Dear Niu,

I had an interesting pseudo-translation case recently where my off-origin peak 
was located near the centre of the unit cell (fractions a=0.5, b=0.46, c=0.5) 
of a P222 symmetry. Processing and phasing in P222 looked reasonable and the 
model could be built. I had background density which I thought of as water. I 
got suspicious when I identified density for a helix which was near my build 
main chain but could not be joined and built or be accounted for by looking at 
symmetry mates. Moreover I got stuck in refinement with R/Rfree 25/30%. I could 
identify which part of the protein caused me the trouble on crystal packing and 
the appearance of the off-origin peak. In my case it was the C terminus. So I 
used a new construct with swapped purification tag (N to C terminus). This 
altered the peptide sequence for the C terminus and allowed the protein to pack 
nicely into I222. This turned my off-origin peak into a true symmetry operator.

I also had reasonable processing and phasing results for P2 and C2.

So besides the strength of your off-origin peak it may be off some use to look 
at the location.

HTH

Melanie
________________________________
From: CCP4 bulletin board [CCP4BB@JISCMAIL.AC.UK] on behalf of Niu Tou 
[niutou2...@gmail.com]
Sent: 14 November 2013 23:58
To: CCP4BB@JISCMAIL.AC.UK
Subject: Re: [ccp4bb] Weird MR result

Dear Phil,

I used PHASER to do the task. I have double checked and  both files have the 
same prefix, so they are from the same output. I have also checked the headers 
again, they have the same spacegroup. Actually I was trying to search for two 
different molecules but only one was found. The spacegeoup is P2 and I am quite 
sure it is not P21 from system absence.

One possibility is that the space group was wrong, since there is a 95% off 
origin peak. There are several choices from data processing, P1, P2, C2 C222, 
all have this large off origin peak. I wonder if this 95% peak can tell some 
information?

It will not surprise me if this result is incorrect, however how could these 
regular density be?

Best,
Niu


On Thu, Nov 14, 2013 at 5:47 PM, Phil Jeffrey 
<pjeff...@princeton.edu<mailto:pjeff...@princeton.edu>> wrote:
Hello Niu,

1.  We need extra information.  What program did you use ?  What's the 
similarity (e.g. % identity) of your model.  What's your space group ? Did you 
try ALL the space groups in your point group in ALL the permutations (e.g. in 
primitive orthorhombic there are 8 possibilities).

1a.  My best guess on limited info is that you've got a partial solution in the 
wrong space group with only part of the molecules at their correct position.

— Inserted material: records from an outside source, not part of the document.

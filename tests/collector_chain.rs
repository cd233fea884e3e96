mod common;

use std::sync::Arc;

use common::{class_file, write_classes, CountingCollector, FakeClass, FakeInstrumentation};
use jvmti_classbytes::collector::{
    ByteCollector, ClasspathCollector, CollectorChain, CollectorContext, CollectorRegistry, StaticProperties,
    DUMP_PROPERTIES,
};
use jvmti_classbytes::instrument::{AgentHandle, FixedInstrumentation, Unavailable};
use jvmti_classbytes::loader::{ArchiveClassLoader, ClassRoot};
use jvmti_classbytes::{ClassBytes, ClassLoader, Error, Options};
use pretty_assertions::assert_eq;

fn leaked_handle() -> &'static AgentHandle {
    Box::leak(Box::new(AgentHandle::new()))
}

fn dump_properties() -> StaticProperties {
    StaticProperties::new()
        .with(DUMP_PROPERTIES[0], "true")
        .with(DUMP_PROPERTIES[1], "true")
}

#[test]
fn stops_at_first_collector_with_bytes() {
    let low = CountingCollector::new("low", 0, None);
    let mid = CountingCollector::new("mid", 500, Some(vec![1, 2, 3]));
    let high = CountingCollector::new("high", 1000, Some(vec![9]));
    let chain = CollectorChain::from_collectors(vec![high.clone(), low.clone(), mid.clone()]);

    let class = FakeClass::top_level("a.B");
    let bytes = chain.get_bytes(Some(&class)).unwrap().unwrap();
    assert_eq!(bytes.as_slice(), &[1, 2, 3]);
    assert_eq!((low.calls(), mid.calls(), high.calls()), (1, 1, 0));
}

#[test]
fn every_collector_missing_is_none() {
    let a = CountingCollector::new("a", 0, None);
    let b = CountingCollector::new("b", 1, None);
    let chain = CollectorChain::from_collectors(vec![a.clone(), b.clone()]);

    assert!(chain.get_bytes(Some(&FakeClass::top_level("a.B"))).unwrap().is_none());
    assert_eq!((a.calls(), b.calls()), (1, 1));
}

#[test]
fn null_class_is_none_without_asking() {
    let a = CountingCollector::new("a", 0, Some(vec![1]));
    let chain = CollectorChain::from_collectors(vec![a.clone()]);
    assert!(chain.get_bytes(None).unwrap().is_none());
    assert_eq!(a.calls(), 0);
}

#[test]
fn disabled_collectors_are_dropped_and_rest_sorted() {
    let off = CountingCollector::disabled("off", -5, Some(vec![0]));
    let late = CountingCollector::new("late", 10, Some(vec![10]));
    let early = CountingCollector::new("early", 1, None);
    let tie = CountingCollector::new("tie", 10, Some(vec![11]));
    let chain = CollectorChain::from_collectors(vec![off.clone(), late.clone(), early, tie]);

    assert_eq!(chain.collector_names(), vec!["early", "late", "tie"]);
    let bytes = chain.get_bytes(Some(&FakeClass::top_level("x.Y"))).unwrap().unwrap();
    assert_eq!(bytes.as_slice(), &[10]);
    assert_eq!(off.calls(), 0);
}

#[test]
fn collector_failure_propagates() {
    let broken = CountingCollector::failing("broken", 0);
    let after = CountingCollector::new("after", 1, Some(vec![1]));
    let chain = CollectorChain::from_collectors(vec![broken, after.clone()]);

    let err = chain.get_bytes(Some(&FakeClass::top_level("a.B"))).unwrap_err();
    assert!(matches!(err, Error::ResourceReadFailure { .. }), "{err}");
    assert_eq!(after.calls(), 0);
}

#[test]
fn standard_registry_skips_inactive_dumper() {
    let tmp = tempfile::tempdir().unwrap();
    let loader = ArchiveClassLoader::new(vec![ClassRoot::Directory(tmp.path().to_path_buf())]);
    let ctx = CollectorContext::new(
        Arc::new(Options::default()),
        loader,
        Arc::new(StaticProperties::new()),
        Arc::new(Unavailable("offline".into())),
    )
    .with_handle(leaked_handle());
    let chain = CollectorChain::new(&CollectorRegistry::standard(), &ctx);
    assert_eq!(chain.collector_names(), vec!["classpath", "instrumentation"]);

    let ctx = CollectorContext {
        properties: Arc::new(dump_properties()),
        options: Arc::new(Options::default().with_dump_directory(tmp.path().join("dump"))),
        ..ctx
    };
    let chain = CollectorChain::standard(&ctx);
    assert_eq!(chain.collector_names(), vec!["classpath", "dumper", "instrumentation"]);
}

#[test]
fn custom_collectors_join_the_registry() {
    let mut registry = CollectorRegistry::empty();
    registry.register(|_| CountingCollector::new("custom", 7, Some(vec![7])) as Arc<dyn ByteCollector>);
    registry.register(|ctx| Arc::new(ClasspathCollector::new(ctx)) as Arc<dyn ByteCollector>);
    assert_eq!(registry.len(), 2);

    let tmp = tempfile::tempdir().unwrap();
    let ctx = CollectorContext::new(
        Arc::new(Options::default()),
        ArchiveClassLoader::new(vec![ClassRoot::Directory(tmp.path().to_path_buf())]),
        Arc::new(StaticProperties::new()),
        Arc::new(Unavailable("offline".into())),
    );
    let chain = CollectorChain::new(&registry, &ctx);
    assert_eq!(chain.collector_names(), vec!["classpath", "custom"]);
    let bytes = chain.get_bytes(Some(&FakeClass::top_level("not.There"))).unwrap();
    assert_eq!(bytes.map(|b| b.to_vec()), Some(vec![7]));
}

#[test]
fn classpath_reads_through_defining_loader() {
    let tmp = tempfile::tempdir().unwrap();
    write_classes(tmp.path(), &[("com.example.Foo", &[])]);
    let loader = ArchiveClassLoader::new(vec![ClassRoot::Directory(tmp.path().to_path_buf())]);
    let collector = ClasspathCollector::with_boot_loader(ArchiveClassLoader::new(Vec::new()));

    let class = loader.load_class("com.example.Foo").unwrap().unwrap();
    let bytes = collector.try_get_bytes(&class).unwrap().unwrap();
    assert_eq!(bytes.qualified_name().unwrap(), "com.example.Foo");
    assert_eq!(bytes.to_vec(), class_file("com.example.Foo", &[]));
}

#[test]
fn classpath_uses_boot_loader_for_loaderless_classes() {
    let tmp = tempfile::tempdir().unwrap();
    write_classes(tmp.path(), &[("java.lang.Thing", &[])]);
    let boot = ArchiveClassLoader::new(vec![ClassRoot::Directory(tmp.path().to_path_buf())]);
    let collector = ClasspathCollector::with_boot_loader(boot);

    let found = collector.try_get_bytes(&FakeClass::top_level("java.lang.Thing")).unwrap();
    assert!(found.is_some());
    let missing = collector.try_get_bytes(&FakeClass::top_level("java.lang.Nope")).unwrap();
    assert!(missing.is_none());
}

#[test]
fn classpath_reads_from_jars() {
    let tmp = tempfile::tempdir().unwrap();
    let jar = tmp.path().join("lib.jar");
    let bytes = ClassBytes::from(class_file("p.InJar", &[]));
    jvmti_classbytes::bootstrap::write_agent_jar(&jar, "p.InJar", &[("p/InJar.class".into(), bytes.clone())], &[])
        .unwrap();

    let loader = ArchiveClassLoader::new(vec![ClassRoot::from_path(&jar)]);
    let class = loader.load_class("p.InJar").unwrap().unwrap();
    let collector = ClasspathCollector::with_boot_loader(loader.clone());
    assert_eq!(collector.try_get_bytes(&class).unwrap(), Some(bytes));
}

#[cfg(unix)]
#[test]
fn jar_stays_open_between_reads() {
    let tmp = tempfile::tempdir().unwrap();
    let jar = tmp.path().join("lib.jar");
    let entries: Vec<(String, ClassBytes)> = ["p.First", "p.Second"]
        .iter()
        .map(|name| (jvmti_classbytes::names::resource_path(name), ClassBytes::from(class_file(name, &[]))))
        .collect();
    jvmti_classbytes::bootstrap::write_agent_jar(&jar, "p.First", &entries, &[]).unwrap();

    let loader = ArchiveClassLoader::new(vec![ClassRoot::from_path(&jar)]);
    assert!(loader.load_class("p.First").unwrap().is_some());
    // The open handle outlives the directory entry.
    std::fs::remove_file(&jar).unwrap();
    let second = loader.load_class("p.Second").unwrap().unwrap();
    let bytes = ClasspathCollector::with_boot_loader(loader.clone()).try_get_bytes(&second).unwrap();
    assert_eq!(bytes.map(|b| b.to_vec()), Some(class_file("p.Second", &[])));
}

#[test]
fn dumper_reads_dump_directory_when_properties_set() {
    let tmp = tempfile::tempdir().unwrap();
    let dump = tmp.path().join("DUMP_CLASS_FILES");
    let name = "java.lang.invoke.LambdaForm$MH";
    write_classes(&dump, &[(name, &[])]);

    let ctx = CollectorContext::new(
        Arc::new(Options::default().with_classpath(false).with_dump_directory(&dump)),
        ArchiveClassLoader::new(Vec::new()),
        Arc::new(dump_properties()),
        Arc::new(Unavailable("offline".into())),
    )
    .with_handle(leaked_handle());
    let chain = CollectorChain::standard(&ctx);
    let bytes = chain.get_bytes(Some(&FakeClass::top_level(name))).unwrap().unwrap();
    assert_eq!(bytes.qualified_name().unwrap(), name);
}

#[test]
fn instrumentation_is_the_last_resort() {
    let inst = FakeInstrumentation::new();
    inst.define("gen.Proxy$1", class_file("gen.Proxy$1", &[]));
    let ctx = CollectorContext::new(
        Arc::new(Options::default()),
        ArchiveClassLoader::new(Vec::new()),
        Arc::new(StaticProperties::new()),
        Arc::new(FixedInstrumentation(inst.clone())),
    )
    .with_handle(leaked_handle());
    let chain = CollectorChain::standard(&ctx);

    let bytes = chain.get_bytes(Some(&FakeClass::top_level("gen.Proxy$1"))).unwrap().unwrap();
    assert_eq!(bytes.qualified_name().unwrap(), "gen.Proxy$1");
    assert_eq!(inst.retransform_count(), 1);
    // The bytes the JVM holds are left as they were.
    assert_eq!(inst.current_bytes("gen.Proxy$1"), Some(bytes.to_vec()));
}

#[test]
fn bootstrap_failure_is_soft_unless_instrumentation_is_alone() {
    let class = FakeClass::top_level("a.Missing");
    let ctx = |options: Options| {
        CollectorContext::new(
            Arc::new(options),
            ArchiveClassLoader::new(Vec::new()),
            Arc::new(StaticProperties::new()),
            Arc::new(Unavailable("no attach".into())),
        )
        .with_handle(leaked_handle())
    };

    let chain = CollectorChain::standard(&ctx(Options::default()));
    assert!(chain.get_bytes(Some(&class)).unwrap().is_none());

    let alone = Options::default().with_classpath(false).with_dumper(false);
    let chain = CollectorChain::standard(&ctx(alone));
    let err = chain.get_bytes(Some(&class)).unwrap_err();
    assert!(matches!(err, Error::AttachFailure(_)), "{err}");
}

#[test]
fn inactive_dumper_leaves_instrumentation_alone() {
    // The dumper is switched on but its properties are not set, so nothing
    // else can stand in for the failed attach.
    let ctx = CollectorContext::new(
        Arc::new(Options::default().with_classpath(false)),
        ArchiveClassLoader::new(Vec::new()),
        Arc::new(StaticProperties::new()),
        Arc::new(Unavailable("no attach".into())),
    )
    .with_handle(leaked_handle());
    let chain = CollectorChain::standard(&ctx);
    assert_eq!(chain.collector_names(), vec!["instrumentation"]);

    let err = chain.get_bytes(Some(&FakeClass::top_level("a.Missing"))).unwrap_err();
    assert!(matches!(err, Error::AttachFailure(_)), "{err}");
}

#[test]
fn later_collectors_are_asked_after_a_failed_attach() {
    let custom = CountingCollector::new("custom", 2000, Some(vec![7]));
    let mut registry = CollectorRegistry::standard();
    let registered = custom.clone();
    registry.register(move |_| registered.clone() as Arc<dyn ByteCollector>);

    let ctx = CollectorContext::new(
        Arc::new(Options::default().with_classpath(false).with_dumper(false)),
        ArchiveClassLoader::new(Vec::new()),
        Arc::new(StaticProperties::new()),
        Arc::new(Unavailable("no attach".into())),
    )
    .with_handle(leaked_handle());
    let chain = CollectorChain::new(&registry, &ctx);
    assert_eq!(chain.collector_names(), vec!["instrumentation", "custom"]);

    let bytes = chain.get_bytes(Some(&FakeClass::top_level("a.Generated"))).unwrap();
    assert_eq!(bytes.map(|b| b.to_vec()), Some(vec![7]));
    assert_eq!(custom.calls(), 1);
}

2.  I recently had a very unusual case where I could solve a structure in 
EITHER P41212 or P43212 with similar statistics, but that I would see 
interpenetrating electron density for a second, partial occupancy molecule no 
matter which of these space groups I tried (and it showed this when I expanded 
the data to P1).  Might conceivably be a 2:1 enantiomorphic twin, in 
retrospect, but we obtained a more friendly crystal form.  I hope you don't 
have something like that, but it's possible.

Phil Jeffrey
Princeton


On 11/14/13 5:22 PM, Niu Tou wrote:
Dear All,

I have a strange MR case which do not know how to interpret, I wonder if
any one had similar experiences.

The output model does not fit into the map at all, as shown in picture
1, however the map still looks good in part regions. From picture 2 we
can see even clear alpha helix. I guess this could not be due to some
random density, and I have tried to do MR with a irrelevant model
without producing such kind of regular secondary structure.

This data has a long c axis, and in most parts the density are still not
interpretable. I do not know if this is a good starting point. Could any
one give some suggestions? Many thanks!